ERODE: Government Museum, Erode will soon hold an exhibition on life and times of Antony Watson Brough.
The exhibition is likely to be held in the first week of December to throw light on Brough (1861-1936), who arrived in Erode as a missionary towards the end of the 19th century to serve the people.
During his stay in Erode, historians say, Brough collected a variety of articles of day-to-day use. The articles were subsequently shipped to Australia where he spent the evenings of his life.
Museum sources told ‘The Hindu’ that he collected 295 objects, which included bronze bell for prayer, brass rice chatty, curry chatty, brass anklet, human sacrificial sword, metal comb, and much more.
Of the 295 objects Brough collected, the Australian Government, as part of a goodwill gesture, gave 33 items, which are now at the Government Museum in Chennai.
Brough’s is an important chapter in Erode because he established schools, worked for Dalits uplift and also played a role in Erode’s development.

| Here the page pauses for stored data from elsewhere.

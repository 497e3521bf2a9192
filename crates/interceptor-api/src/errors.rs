//! Error types for the HTTP service

use axum::{
    http::StatusCode,
    response::{IntoResponse, Response},
};
use interceptor_core::InterceptionError;
use tracing::{error, info};

use crate::config::ConfigError;

/// Interception handler errors with HTTP status code mapping
///
/// - `412 Precondition Failed`: the delivery did not match the criteria in
///   its headers and the pipeline should stop
/// - `500 Internal Server Error`: the delivery could not be processed, for
///   example because the body is not valid JSON
///
/// Both are returned as plain text.
#[derive(Debug, thiserror::Error)]
pub enum InterceptionHandlerError {
    /// Matching or enrichment failed
    ///
    /// Maps to: `500 Internal Server Error`
    #[error("failed handling the event: {0}")]
    Processing(#[from] InterceptionError),

    /// The delivery did not match
    ///
    /// Maps to: `412 Precondition Failed`
    #[error("failed interception")]
    NotMatched,
}

impl InterceptionHandlerError {
    pub fn status_code(&self) -> StatusCode {
        match self {
            Self::Processing(_) => StatusCode::INTERNAL_SERVER_ERROR,
            Self::NotMatched => StatusCode::PRECONDITION_FAILED,
        }
    }
}

impl IntoResponse for InterceptionHandlerError {
    fn into_response(self) -> Response {
        let status = self.status_code();
        match &self {
            Self::Processing(e) => error!(error = %e, "Failed handling the event"),
            Self::NotMatched => info!("Delivery did not match interception criteria"),
        }

        (status, self.to_string()).into_response()
    }
}

/// Service-level errors
#[derive(Debug, thiserror::Error)]
pub enum ServiceError {
    #[error("Failed to bind to address {address}: {message}")]
    BindFailed { address: String, message: String },

    #[error("Server failed: {message}")]
    ServerFailed { message: String },

    #[error("Configuration error: {0}")]
    Configuration(#[from] ConfigError),
}

impl ServiceError {
    /// Process exit code for this failure.
    pub fn exit_code(&self) -> i32 {
        match self {
            Self::BindFailed { .. } => 1,
            Self::ServerFailed { .. } => 2,
            Self::Configuration(_) => 3,
        }
    }
}

#[cfg(test)]
#[path = "errors_tests.rs"]
mod tests;
//! # Interceptor HTTP Service
//!
//! HTTP layer for the GitHub hook interceptor. A trigger pipeline posts each
//! hook delivery here together with its matching rules as headers; the
//! response status tells the pipeline whether to continue:
//!
//! - `200 OK`: continue, using the response body as the new payload
//! - `412 Precondition Failed`: the delivery did not match, stop
//! - `500 Internal Server Error`: the delivery could not be processed
//!
//! The matching itself lives in `interceptor-core`.

pub mod config;
pub mod errors;

pub use config::{
    load_config, ConfigError, InterceptionConfig, LoggingConfig, ServerConfig, ServiceConfig,
};
pub use errors::{InterceptionHandlerError, ServiceError};

use axum::{
    extract::{DefaultBodyLimit, State},
    http::{header::CONTENT_TYPE, HeaderMap},
    response::{IntoResponse, Json, Response},
    routing::{get, post},
    Router,
};
use bytes::Bytes;
use interceptor_core::{EventRouter, InterceptionHeaders, InterceptionOutcome};
use serde::{Deserialize, Serialize};
use std::{future::IntoFuture, time::Duration};
use tower::ServiceBuilder;
use tower_http::trace::TraceLayer;
use tracing::{debug, info, instrument, warn};

// ============================================================================
// Application State
// ============================================================================

/// Shared application state
#[derive(Clone, Debug)]
pub struct AppState {
    /// Configuration for the service
    pub config: ServiceConfig,

    /// Event-kind dispatch table, built once at startup
    pub router: EventRouter,
}

impl AppState {
    pub fn new(config: ServiceConfig, router: EventRouter) -> Self {
        Self { config, router }
    }
}

// ============================================================================
// HTTP Server
// ============================================================================

/// Create HTTP router with all endpoints
pub fn create_router(state: AppState) -> Router {
    let interception_routes = Router::new().route(
        &state.config.interception.endpoint_path,
        post(handle_interception),
    );

    let health_routes = Router::new().route("/health", get(handle_health_check));

    Router::new()
        .merge(interception_routes)
        .merge(health_routes)
        .layer(
            ServiceBuilder::new()
                .layer(TraceLayer::new_for_http())
                .layer(DefaultBodyLimit::max(state.config.server.max_body_size))
                .into_inner(),
        )
        .with_state(state)
}

/// Start HTTP server
///
/// Runs until SIGINT or SIGTERM. In-flight requests are then given
/// `server.shutdown_timeout_seconds` to finish before the server stops.
pub async fn start_server(config: ServiceConfig, router: EventRouter) -> Result<(), ServiceError> {
    config.validate()?;

    let address = format!("{}:{}", config.server.host, config.server.port);
    let listener = tokio::net::TcpListener::bind(&address)
        .await
        .map_err(|e| ServiceError::BindFailed {
            address: address.clone(),
            message: e.to_string(),
        })?;

    info!(
        address = %address,
        endpoint = %config.interception.endpoint_path,
        "Starting HTTP server"
    );

    let shutdown_timeout = Duration::from_secs(config.server.shutdown_timeout_seconds);
    let app = create_router(AppState::new(config, router));

    let (signalled_tx, signalled_rx) = tokio::sync::oneshot::channel::<()>();
    let server = axum::serve(listener, app)
        .with_graceful_shutdown(async move {
            shutdown_signal().await;
            let _ = signalled_tx.send(());
        })
        .into_future();

    let drain_deadline = async move {
        match signalled_rx.await {
            Ok(()) => tokio::time::sleep(shutdown_timeout).await,
            Err(_) => std::future::pending::<()>().await,
        }
    };

    tokio::select! {
        result = server => {
            result.map_err(|e| ServiceError::ServerFailed {
                message: e.to_string(),
            })?;
        }
        _ = drain_deadline => {
            warn!(
                timeout_seconds = shutdown_timeout.as_secs(),
                "Graceful shutdown timed out, dropping in-flight requests"
            );
        }
    }

    info!("HTTP server shutdown complete");
    Ok(())
}

async fn shutdown_signal() {
    let ctrl_c = async {
        tokio::signal::ctrl_c()
            .await
            .expect("Failed to install Ctrl+C signal handler");
    };

    #[cfg(unix)]
    let terminate = async {
        tokio::signal::unix::signal(tokio::signal::unix::SignalKind::terminate())
            .expect("Failed to install SIGTERM signal handler")
            .recv()
            .await;
    };

    #[cfg(not(unix))]
    let terminate = std::future::pending::<()>();

    tokio::select! {
        _ = ctrl_c => info!("Received SIGINT (Ctrl+C), initiating graceful shutdown"),
        _ = terminate => info!("Received SIGTERM, initiating graceful shutdown"),
    }
}

// ============================================================================
// Interception Handler
// ============================================================================

/// Handle a hook delivery
///
/// The body is routed by its `X-Github-Event` header. A matched or
/// passed-through delivery is answered with its (possibly enriched) body and
/// the request's `Content-Type`.
#[instrument(skip(state, headers, body), fields(event_type))]
pub async fn handle_interception(
    State(state): State<AppState>,
    headers: HeaderMap,
    body: Bytes,
) -> Result<Response, InterceptionHandlerError> {
    let content_type = headers.get(CONTENT_TYPE).cloned();
    let headers = interception_headers(&headers);
    let event_type = headers.event_type();
    tracing::Span::current().record("event_type", event_type);

    let outcome = state.router.route(event_type, &headers, body)?;
    let body = match outcome {
        InterceptionOutcome::Intercepted { body } => {
            info!("Delivery matched, returning enriched payload");
            body
        }
        InterceptionOutcome::PassedThrough { body } => {
            debug!("Event kind not intercepted, passing payload through");
            body
        }
        InterceptionOutcome::Rejected => return Err(InterceptionHandlerError::NotMatched),
    };

    let mut response = body.into_response();
    match content_type {
        Some(value) => {
            response.headers_mut().insert(CONTENT_TYPE, value);
        }
        None => {
            response.headers_mut().remove(CONTENT_TYPE);
        }
    }
    Ok(response)
}

/// Build the case-insensitive header view the interceptors read.
///
/// Values that are not valid UTF-8 read as empty.
pub fn interception_headers(headers: &HeaderMap) -> InterceptionHeaders {
    InterceptionHeaders::from_pairs(
        headers
            .iter()
            .map(|(name, value)| (name.as_str(), value.to_str().unwrap_or(""))),
    )
}

// ============================================================================
// Health Check Handler
// ============================================================================

/// Basic health check endpoint
async fn handle_health_check() -> Json<HealthResponse> {
    Json(HealthResponse {
        status: "healthy".to_string(),
        version: env!("CARGO_PKG_VERSION").to_string(),
    })
}

// ============================================================================
// Response Types
// ============================================================================

/// Health check response
#[derive(Debug, Serialize, Deserialize, PartialEq, Eq)]
pub struct HealthResponse {
    pub status: String,
    pub version: String,
}

#[cfg(test)]
#[path = "lib_tests.rs"]
mod tests;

Historian Pulavar S. Raju says Brough established a hospital in Erode, particularly to look after the health needs of Muslim women. Though the hospital is now called CSI Hospital, it is popularly known as Gosh Hospital. It is next to the church, named in his memory, on Brough Road.
He also set up one more hospital, in Chennimalai in memory of his son who died on the battlefront during World War I, the historian says.
In all, Brough established 94 schools in and around Erode and two hospitals.
C. Maheswaran, former Curator of Erode museum, says the missionary also worked for the uplift of Dalits by teaching them arts and craft. He concentrated his work in Kanji Koil and also served as Inspector of Matriculation Schools in the district. He adds that Brough also has the distinction of being a member of the then Erode Municipality. He was a nominated member.
Mr. Raju further says that in view of Brough’s contribution to the society, particularly Muslims, the Brough Memorial Church has Ya Kudah inscribed at the entrance.